SOURCE INFORMATION:
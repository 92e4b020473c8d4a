//! Page-number pagination over ordered listings.

use std::num::IntErrorKind;

use serde::Serialize;

pub const DEFAULT_PAGE_SIZE: u64 = 10;

/// Value of the `page` parameter in a raw query string.
///
/// A repeated parameter resolves to its last occurrence.
pub fn page_param(query: &str) -> Option<String> {
    url::form_urlencoded::parse(query.as_bytes())
        .filter(|(name, _)| name == "page")
        .last()
        .map(|(_, value)| value.into_owned())
}

/// Resolved position of one page inside a listing of `total` items.
#[derive(Debug, Clone, Copy, PartialEq, Eq, Serialize)]
pub struct PageWindow {
    pub number: u64,
    pub num_pages: u64,
    pub per_page: u64,
    pub total: u64,
}

impl PageWindow {
    /// Resolve the requested page against the listing size.
    ///
    /// Missing, non-numeric and sub-1 requests land on page 1; requests past
    /// the end land on the last page. An empty listing still has one page.
    pub fn resolve(total: u64, per_page: u64, requested: Option<&str>) -> Self {
        let per_page = per_page.max(1);
        let num_pages = total.div_ceil(per_page).max(1);
        let number = match requested.map(|raw| raw.trim().parse::<i64>()) {
            Some(Ok(value)) => value.clamp(1, num_pages as i64) as u64,
            Some(Err(err)) if *err.kind() == IntErrorKind::PosOverflow => num_pages,
            _ => 1,
        };

        Self {
            number,
            num_pages,
            per_page,
            total,
        }
    }

    pub fn offset(&self) -> u64 {
        (self.number - 1) * self.per_page
    }

    pub fn limit(&self) -> u64 {
        self.per_page
    }

    pub fn has_next(&self) -> bool {
        self.number < self.num_pages
    }

    pub fn has_previous(&self) -> bool {
        self.number > 1
    }

    pub fn has_other_pages(&self) -> bool {
        self.num_pages > 1
    }

    pub fn next_page_number(&self) -> u64 {
        (self.number + 1).min(self.num_pages)
    }

    pub fn previous_page_number(&self) -> u64 {
        self.number.saturating_sub(1).max(1)
    }

    /// Number of items that land on this page.
    pub fn len(&self) -> u64 {
        self.total
            .saturating_sub(self.offset())
            .min(self.per_page)
    }

    pub fn is_empty(&self) -> bool {
        self.len() == 0
    }

    /// Slice an already materialised, ordered listing down to this page.
    pub fn slice<'a, T>(&self, items: &'a [T]) -> &'a [T] {
        let start = (self.offset() as usize).min(items.len());
        let end = (start + self.per_page as usize).min(items.len());
        &items[start..end]
    }
}

/// One page of items with its window metadata.
#[derive(Debug, Clone, Serialize)]
pub struct Page<T> {
    pub items: Vec<T>,
    pub window: PageWindow,
}

impl<T> Page<T> {
    pub fn new(items: Vec<T>, window: PageWindow) -> Self {
        Self { items, window }
    }

    pub fn map<U>(self, f: impl FnMut(T) -> U) -> Page<U> {
        Page {
            items: self.items.into_iter().map(f).collect(),
            window: self.window,
        }
    }
}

ACTION ITEM:
Among the entries, how many lines include the string "start"? Please reply with only the number.

SOLUTION TO THE EXERCISE:
3